El Senado de Estados Unidos rechazó una resolución que buscaba frenar la ofensiva militar ordenada por el presidente Donald Trump contra Irán, en una votación de 53 votos en contra y 47 a favor. La operación, que según la Casa Blanca podría extenderse hasta ocho semanas, no contó con autorización previa del Congreso.
El secretario de Defensa, Pete Hegseth, afirmó que Estados Unidos dispone de suficiente capacidad militar para sostener la campaña y señaló que el envío de tropas terrestres “no forma parte del plan en este momento”, aunque no descartó esa posibilidad.

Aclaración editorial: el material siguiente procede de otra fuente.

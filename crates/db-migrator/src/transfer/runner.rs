//! Bounded parallel execution of transfer units.

use serde::{Deserialize, Serialize};
use std::sync::Arc;
use tokio::sync::Semaphore;
use tokio_util::sync::CancellationToken;
use tracing::{error, info};

use crate::error::{MigrateError, Result};

use super::unit::{run_unit, CommitPolicy, ErrorPolicy, TransferUnit, UnitReport, UnitStatus};

#[derive(Debug, Clone, PartialEq, Serialize, Deserialize)]
pub struct TransferOptions {
    pub workers: usize,
    pub commit: CommitPolicy,
    pub error_policy: ErrorPolicy,
    /// Stop starting new units, and stop running ones at their next batch
    /// boundary, after the first failed unit.
    pub fail_fast: bool,
}

impl Default for TransferOptions {
    fn default() -> Self {
        Self {
            workers: 4,
            commit: CommitPolicy::default(),
            error_policy: ErrorPolicy::default(),
            fail_fast: false,
        }
    }
}

/// One collected error, attributed to its unit.
#[derive(Debug, Clone, PartialEq, Serialize, Deserialize)]
pub struct ReportedError {
    pub unit: String,
    pub kind: String,
    pub message: String,
}

impl ReportedError {
    pub fn new(unit: &str, err: &MigrateError) -> Self {
        Self {
            unit: unit.to_string(),
            kind: err.kind().to_string(),
            message: err.to_string(),
        }
    }
}

#[derive(Debug, Clone, Default, PartialEq, Serialize, Deserialize)]
pub struct TransferReport {
    /// Unit reports in submission order.
    pub units: Vec<UnitReport>,
    pub errors: Vec<ReportedError>,
}

impl TransferReport {
    pub fn total_rows(&self) -> u64 {
        self.units.iter().map(|u| u.rows).sum()
    }

    pub fn has_errors(&self) -> bool {
        !self.errors.is_empty()
    }

    pub fn count(&self, status: UnitStatus) -> usize {
        self.units.iter().filter(|u| u.status == status).count()
    }
}

/// Run every unit with at most `options.workers` in flight.
///
/// Each unit owns its source and sink; a failing unit does not affect its
/// siblings unless `fail_fast` is set.
pub async fn run_units(
    units: Vec<TransferUnit>,
    options: &TransferOptions,
    cancel: CancellationToken,
) -> Result<TransferReport> {
    let workers = options.workers.max(1);
    let semaphore = Arc::new(Semaphore::new(workers));
    let run_cancel = cancel.child_token();

    info!("Transferring {} tables with {} workers", units.len(), workers);

    let mut handles = Vec::with_capacity(units.len());
    for unit in units {
        let permit = semaphore
            .clone()
            .acquire_owned()
            .await
            .map_err(|e| MigrateError::transfer(unit.name.clone(), e.to_string()))?;

        let name = unit.name.clone();
        let token = run_cancel.clone();
        let commit = options.commit;
        let policy = options.error_policy;
        let fail_fast = options.fail_fast;

        let handle = tokio::spawn(async move {
            let outcome = run_unit(unit, commit, policy, &token).await;
            if fail_fast && outcome.report.status == UnitStatus::Failed {
                info!("Fail-fast: stopping remaining units");
                token.cancel();
            }
            drop(permit);
            outcome
        });
        handles.push((name, handle));
    }

    let mut report = TransferReport::default();
    for (name, handle) in handles {
        match handle.await {
            Ok(outcome) => {
                report
                    .errors
                    .extend(outcome.errors.iter().map(|e| ReportedError::new(&name, e)));
                report.units.push(outcome.report);
            }
            Err(e) => {
                error!("{}: task panicked - {}", name, e);
                let message = format!("Task panicked: {}", e);
                report.errors.push(ReportedError {
                    unit: name.clone(),
                    kind: "panic".to_string(),
                    message: message.clone(),
                });
                report.units.push(UnitReport {
                    name,
                    status: UnitStatus::Failed,
                    rows: 0,
                    skipped: 0,
                    batches: 0,
                    duration_ms: 0,
                    error: Some(message),
                });
            }
        }
    }

    info!(
        "Transfer finished: {} completed, {} failed, {} rows",
        report.count(UnitStatus::Completed),
        report.count(UnitStatus::Failed),
        report.total_rows()
    );
    Ok(report)
}

#[cfg(test)]
mod tests {
    use super::*;
    use crate::core::value::{Row, Value};
    use crate::transfer::unit::testing::{VecSink, VecSource};

    fn unit(name: &str, rows: Vec<Result<Row>>) -> TransferUnit {
        let (sink, _) = VecSink::new();
        TransferUnit::new(name, Box::new(VecSource::new(rows)), Box::new(sink))
    }

    fn ok_rows(count: i64) -> Vec<Result<Row>> {
        (1..=count).map(|i| Ok(vec![Value::Int(i)])).collect()
    }

    fn failing_rows() -> Vec<Result<Row>> {
        let mut rows = ok_rows(2);
        rows.push(Err(MigrateError::transfer("", "invalid Int value \"x\"")));
        rows.extend(ok_rows(2));
        rows
    }

    #[tokio::test]
    async fn test_partial_failure_is_isolated() {
        let units = vec![
            unit("unit1", ok_rows(5)),
            unit("unit2", failing_rows()),
            unit("unit3", ok_rows(3)),
        ];
        let options = TransferOptions {
            workers: 2,
            ..Default::default()
        };
        let report = run_units(units, &options, CancellationToken::new())
            .await
            .unwrap();

        let statuses: Vec<UnitStatus> = report.units.iter().map(|u| u.status).collect();
        assert_eq!(
            statuses,
            vec![UnitStatus::Completed, UnitStatus::Failed, UnitStatus::Completed]
        );
        assert_eq!(report.units[0].rows, 5);
        assert_eq!(report.units[2].rows, 3);
        assert_eq!(report.errors.len(), 1);
        assert_eq!(report.errors[0].unit, "unit2");
        assert_eq!(report.errors[0].kind, "value_transfer");
        assert!(report.errors[0].message.contains("at row 3"));
    }

    #[tokio::test]
    async fn test_skip_policy_completes_every_unit() {
        let units = vec![unit("a", failing_rows()), unit("b", ok_rows(1))];
        let options = TransferOptions {
            error_policy: ErrorPolicy::Skip,
            ..Default::default()
        };
        let report = run_units(units, &options, CancellationToken::new())
            .await
            .unwrap();
        assert_eq!(report.count(UnitStatus::Completed), 2);
        assert_eq!(report.units[0].rows, 4);
        assert_eq!(report.units[0].skipped, 1);
        assert_eq!(report.total_rows(), 5);
        assert!(report.has_errors());
    }

    #[tokio::test]
    async fn test_fail_fast_stops_later_units() {
        let units = vec![
            unit("first", failing_rows()),
            unit("second", ok_rows(3)),
            unit("third", ok_rows(3)),
        ];
        let options = TransferOptions {
            workers: 1,
            fail_fast: true,
            ..Default::default()
        };
        let cancel = CancellationToken::new();
        let report = run_units(units, &options, cancel.clone()).await.unwrap();
        assert_eq!(report.units[0].status, UnitStatus::Failed);
        assert_eq!(report.units[1].status, UnitStatus::Cancelled);
        assert_eq!(report.units[2].status, UnitStatus::Cancelled);
        assert_eq!(report.errors.len(), 1);
        // Fail-fast never cancels the caller's token.
        assert!(!cancel.is_cancelled());
    }

    #[tokio::test]
    async fn test_cancelled_run_reports_without_errors() {
        let cancel = CancellationToken::new();
        cancel.cancel();
        let units = vec![unit("a", ok_rows(2)), unit("b", ok_rows(2))];
        let report = run_units(units, &TransferOptions::default(), cancel)
            .await
            .unwrap();
        assert_eq!(report.count(UnitStatus::Cancelled), 2);
        assert!(!report.has_errors());
    }

    #[test]
    fn test_report_serializes() {
        let report = TransferReport {
            units: vec![UnitReport {
                name: "orders".into(),
                status: UnitStatus::Partial,
                rows: 10,
                skipped: 0,
                batches: 1,
                duration_ms: 3,
                error: None,
            }],
            errors: vec![],
        };
        let json = serde_json::to_value(&report).unwrap();
        assert_eq!(json["units"][0]["status"], "partial");
        assert!(json["units"][0].get("error").is_none());
    }
}
//! Dependency-ordered DDL for a subset of the metadata model.
//!
//! A pass collects the tables, views and sequences under its root, orders
//! tables so that referenced tables come first, then renders drops followed
//! by creates. Failures of a single object are collected and the pass moves
//! on to its siblings.

use std::collections::HashSet;
use tracing::{debug, info, warn};

use crate::core::metadata::{Database, Sequence, TableEntry, TableRef};
use crate::dialect::DropObject;
use crate::error::{MigrateError, Result};

use super::context::{GroupScriptsBy, ObjectKind, ScriptContext};
use super::render;
use super::sequence::{non_referenced_sequence_scripts, sequence_scripts, SequenceCoverage};

/// Root object of one generation pass.
#[derive(Debug, Clone, Copy)]
pub enum GenerationScope<'a> {
    Database,
    Schema {
        catalog: Option<&'a str>,
        schema: Option<&'a str>,
    },
    Table(&'a TableRef),
}

/// Statements in execution order plus the errors collected on the way.
#[derive(Debug, Default)]
pub struct GeneratedScripts {
    pub statements: Vec<String>,
    pub errors: Vec<MigrateError>,
}

impl GeneratedScripts {
    pub fn is_empty(&self) -> bool {
        self.statements.is_empty()
    }

    pub fn has_errors(&self) -> bool {
        !self.errors.is_empty()
    }
}

struct Collected<'d> {
    tables: Vec<TableEntry<'d>>,
    views: Vec<TableEntry<'d>>,
    sequences: Vec<&'d Sequence>,
}

fn collect<'d>(database: &'d Database, scope: GenerationScope<'_>) -> Result<Collected<'d>> {
    let entries: Vec<TableEntry<'d>> = match scope {
        GenerationScope::Database => database.tables().collect(),
        GenerationScope::Schema { catalog, schema } => {
            if database.schema(catalog, schema).is_none() {
                return Err(MigrateError::Metadata(format!(
                    "Schema {} not found",
                    schema.unwrap_or("<default>")
                )));
            }
            database
                .tables()
                .filter(|e| same_part(e.catalog, catalog) && same_part(e.schema, schema))
                .collect()
        }
        GenerationScope::Table(table_ref) => {
            let entry = database.find_table(table_ref).ok_or_else(|| {
                MigrateError::Metadata(format!("Table {} not found", table_ref))
            })?;
            vec![entry]
        }
    };

    // Sequences of every namespace the root touches.
    let mut namespaces: Vec<(Option<&str>, Option<&str>)> = Vec::new();
    match scope {
        GenerationScope::Database => {
            for catalog in database.catalogs() {
                for schema in catalog.schemas() {
                    namespaces.push((catalog.name.as_deref(), schema.name.as_deref()));
                }
            }
        }
        GenerationScope::Schema { catalog, schema } => namespaces.push((catalog, schema)),
        GenerationScope::Table(_) => {
            namespaces.extend(entries.iter().map(|e| (e.catalog, e.schema)));
        }
    }
    let sequences = namespaces
        .into_iter()
        .filter_map(|(catalog, schema)| database.schema(catalog, schema))
        .flat_map(|schema| schema.sequences().iter())
        .collect();

    let (views, tables): (Vec<_>, Vec<_>) = entries.into_iter().partition(|e| e.table.is_view());
    Ok(Collected {
        tables,
        views,
        sequences,
    })
}

fn same_part(actual: Option<&str>, expected: Option<&str>) -> bool {
    match (actual, expected) {
        (Some(a), Some(e)) => a.eq_ignore_ascii_case(e),
        (None, None) => true,
        _ => false,
    }
}

/// Order tables so that every table follows the tables its foreign keys
/// reference. Declaration order is kept otherwise, and cycles are broken at
/// the edge that closes them.
fn order_tables<'d>(tables: &[TableEntry<'d>]) -> Vec<TableEntry<'d>> {
    #[derive(Clone, Copy, PartialEq)]
    enum Mark {
        New,
        Visiting,
        Done,
    }

    fn visit<'d>(
        idx: usize,
        tables: &[TableEntry<'d>],
        marks: &mut [Mark],
        ordered: &mut Vec<TableEntry<'d>>,
    ) {
        if marks[idx] != Mark::New {
            return;
        }
        marks[idx] = Mark::Visiting;
        let table = tables[idx];
        for fk in table.table.foreign_keys() {
            let target = tables.iter().position(|t| {
                fk.primary_table.matches(t.catalog, t.schema, &t.table.name)
            });
            match target {
                Some(target) if target != idx => {
                    if marks[target] == Mark::Visiting {
                        debug!(
                            "Foreign key cycle between {} and {}",
                            table.table_ref(),
                            fk.primary_table
                        );
                    }
                    visit(target, tables, marks, ordered);
                }
                _ => {}
            }
        }
        marks[idx] = Mark::Done;
        ordered.push(table);
    }

    let mut marks = vec![Mark::New; tables.len()];
    let mut ordered = Vec::with_capacity(tables.len());
    for idx in 0..tables.len() {
        visit(idx, tables, &mut marks, &mut ordered);
    }
    ordered
}

/// Generate drop and create statements for `scope` under `ctx`.
pub fn generate(
    ctx: &ScriptContext<'_>,
    database: &Database,
    scope: GenerationScope<'_>,
) -> Result<GeneratedScripts> {
    let collected = collect(database, scope)?;
    let tables = order_tables(&collected.tables);
    info!(
        "Generating {} scripts: {} tables, {} views, {} sequences",
        ctx.dialect.name(),
        tables.len(),
        collected.views.len(),
        collected.sequences.len()
    );

    let mut out = GeneratedScripts::default();
    if ctx.drops() {
        drop_phase(ctx, &tables, &collected.views, &mut out);
    }
    if ctx.creates() {
        create_phase(ctx, &tables, &collected, &mut out);
    } else if ctx.includes(ObjectKind::Sequence) {
        // Sequences named by identity columns still need their drops.
        if named_sequences(ctx) {
            let mut coverage = SequenceCoverage::new();
            for entry in &tables {
                for sequence in coverage.cover_table(entry.table) {
                    out.statements.extend(sequence_scripts(ctx, sequence));
                }
            }
        }
        let all = collected.tables.iter().map(|e| e.table);
        match non_referenced_sequence_scripts(ctx, collected.sequences.iter().copied(), all) {
            Ok(statements) => out.statements.extend(statements),
            Err(e) => out.errors.push(e),
        }
    }

    if out.has_errors() {
        warn!(
            "Generated {} statements with {} errors",
            out.statements.len(),
            out.errors.len()
        );
    } else {
        info!("Generated {} statements", out.statements.len());
    }
    Ok(out)
}

fn drop_phase(
    ctx: &ScriptContext<'_>,
    tables: &[TableEntry<'_>],
    views: &[TableEntry<'_>],
    out: &mut GeneratedScripts,
) {
    let dialect = ctx.dialect;
    if ctx.includes(ObjectKind::View) {
        for view in views.iter().rev() {
            out.statements.push(dialect.drop_statement(
                DropObject::View,
                &ctx.table_name(view.table),
                false,
            ));
        }
    }
    if !ctx.includes(ObjectKind::Table) {
        return;
    }
    if dialect.drop_constraints() && ctx.includes(ObjectKind::ForeignKey) {
        for entry in tables {
            let qualified = ctx.table_name(entry.table);
            for fk in entry.table.foreign_keys() {
                if let Some(name) = &fk.name {
                    out.statements.push(dialect.drop_foreign_key(&qualified, name));
                }
            }
        }
    }
    for entry in tables.iter().rev() {
        out.statements.push(dialect.drop_statement(
            DropObject::Table,
            &ctx.table_name(entry.table),
            true,
        ));
    }
}

/// Whether identity columns name their sequence, which then has to be
/// scripted alongside the table.
fn named_sequences(ctx: &ScriptContext<'_>) -> bool {
    ctx.dialect.syntax().identity_names_sequence
        && ctx.dialect.supports_sequences()
        && ctx.includes(ObjectKind::Sequence)
}

fn create_phase(
    ctx: &ScriptContext<'_>,
    tables: &[TableEntry<'_>],
    collected: &Collected<'_>,
    out: &mut GeneratedScripts,
) {
    let dialect = ctx.dialect;
    let named_sequences = named_sequences(ctx);
    let mut coverage = SequenceCoverage::new();
    let mut failed: HashSet<String> = HashSet::new();
    let mut deferred_indexes = Vec::new();

    for entry in tables {
        let table = entry.table;
        let first_refs = coverage.cover_table(table);
        if named_sequences {
            for sequence in first_refs {
                out.statements.extend(sequence_scripts(ctx, sequence));
            }
        }
        if !ctx.includes(ObjectKind::Table) {
            continue;
        }

        let created = render::create_table(ctx, table, |column| {
            column
                .sequence
                .as_ref()
                .filter(|_| named_sequences)
                .map(|seq| ctx.sequence_name(seq))
        });
        match created {
            Ok(sql) => {
                debug!("Scripted table {}", entry.table_ref());
                out.statements.push(sql);
                out.statements.extend(render::comment_statements(ctx, table));
            }
            Err(e) => {
                warn!("Skipping table {}: {}", entry.table_ref(), e);
                failed.insert(table_key(&entry.table_ref()));
                out.errors.push(e);
                continue;
            }
        }

        if ctx.includes(ObjectKind::Index) && !dialect.supports_index_in_create_table() {
            let indexes = table
                .indexes()
                .iter()
                .map(|index| render::create_index(ctx, table, index));
            match ctx.group_scripts_by {
                GroupScriptsBy::Table => out.statements.extend(indexes),
                GroupScriptsBy::MetaDataType => deferred_indexes.extend(indexes),
            }
        }
    }
    out.statements.append(&mut deferred_indexes);

    if ctx.includes(ObjectKind::Table) && ctx.includes(ObjectKind::ForeignKey) {
        foreign_key_pass(ctx, tables, &failed, out);
    }

    if ctx.includes(ObjectKind::View) {
        for view in &collected.views {
            match render::create_view(ctx, view.table) {
                Ok(sql) => out.statements.push(sql),
                Err(e) => {
                    warn!("Skipping view {}: {}", view.table_ref(), e);
                    out.errors.push(e);
                }
            }
        }
    }

    if ctx.includes(ObjectKind::Sequence) {
        let all = collected.tables.iter().map(|e| e.table);
        match non_referenced_sequence_scripts(ctx, collected.sequences.iter().copied(), all) {
            Ok(statements) => out.statements.extend(statements),
            Err(e) => out.errors.push(e),
        }
    }
}

fn table_key(table: &TableRef) -> String {
    table.to_string().to_lowercase()
}

/// `ALTER TABLE ... ADD FOREIGN KEY` for every table of this pass. A key
/// whose referenced table is not part of the pass is a script error.
fn foreign_key_pass(
    ctx: &ScriptContext<'_>,
    tables: &[TableEntry<'_>],
    failed: &HashSet<String>,
    out: &mut GeneratedScripts,
) {
    for entry in tables {
        if failed.contains(&table_key(&entry.table_ref())) {
            continue;
        }
        for fk in entry.table.foreign_keys() {
            let target = tables
                .iter()
                .find(|t| fk.primary_table.matches(t.catalog, t.schema, &t.table.name));
            let Some(target) = target else {
                out.errors.push(MigrateError::script(
                    entry.table_ref().to_string(),
                    format!(
                        "foreign key {} references {}, which is not generated in this pass",
                        fk.name.as_deref().unwrap_or("<unnamed>"),
                        fk.primary_table
                    ),
                ));
                continue;
            };
            if failed.contains(&table_key(&target.table_ref())) {
                warn!(
                    "Skipping foreign key on {}: referenced table {} was not created",
                    entry.table_ref(),
                    target.table_ref()
                );
                continue;
            }
            out.statements.push(render::add_foreign_key(ctx, entry.table, fk));
        }
    }
}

En paralelo, el líder del grupo chií libanés Hizbulá, Naim Qassem, acusó a Israel de emprender una “guerra premeditada” y advirtió que la “paciencia tiene un límite”, en su primera declaración pública desde el inicio de la nueva escalada.
El conflicto, desatado tras ataques de Washington e Israel contra territorio iraní, ha dejado al menos 1,045 muertos en Irán y 72 en el Líbano, donde continúan los bombardeos. Las Fuerzas de Defensa de Israel informaron de nuevas ofensivas contra infraestructura militar en Teherán, Shiraz e Isfahan, así como contra posiciones en el sur del Líbano.
La crisis también generó fricciones diplomáticas entre Washington y Madrid. El ministro español de Exteriores, José Manuel Albares, negó que España haya autorizado el uso de bases militares para operaciones contra Irán, contradiciendo declaraciones de la Casa Blanca.
Por su parte, el presidente de Turquía, Recep Tayyip Erdogan, confirmó consultas con la OTAN tras la interceptación de un misil iraní sobre el Mediterráneo oriental.
En el plano económico, Wall Street cerró en alza y los precios del petróleo mostraron estabilidad, mientras la naviera Maersk suspendió temporalmente operaciones en varios países de Oriente Medio.
En otro hecho relevante, al menos 83 personas murieron tras el hundimiento de un navío iraní en el océano Índico luego de un ataque de un submarino estadounidense, en lo que el Pentágono describió como la primera acción de este tipo desde la Segunda Guerra Mundial.
La situación continúa evolucionando en varios frentes militares, diplomáticos y económicos, en un escenario que mantiene en alerta a la comunidad internacional.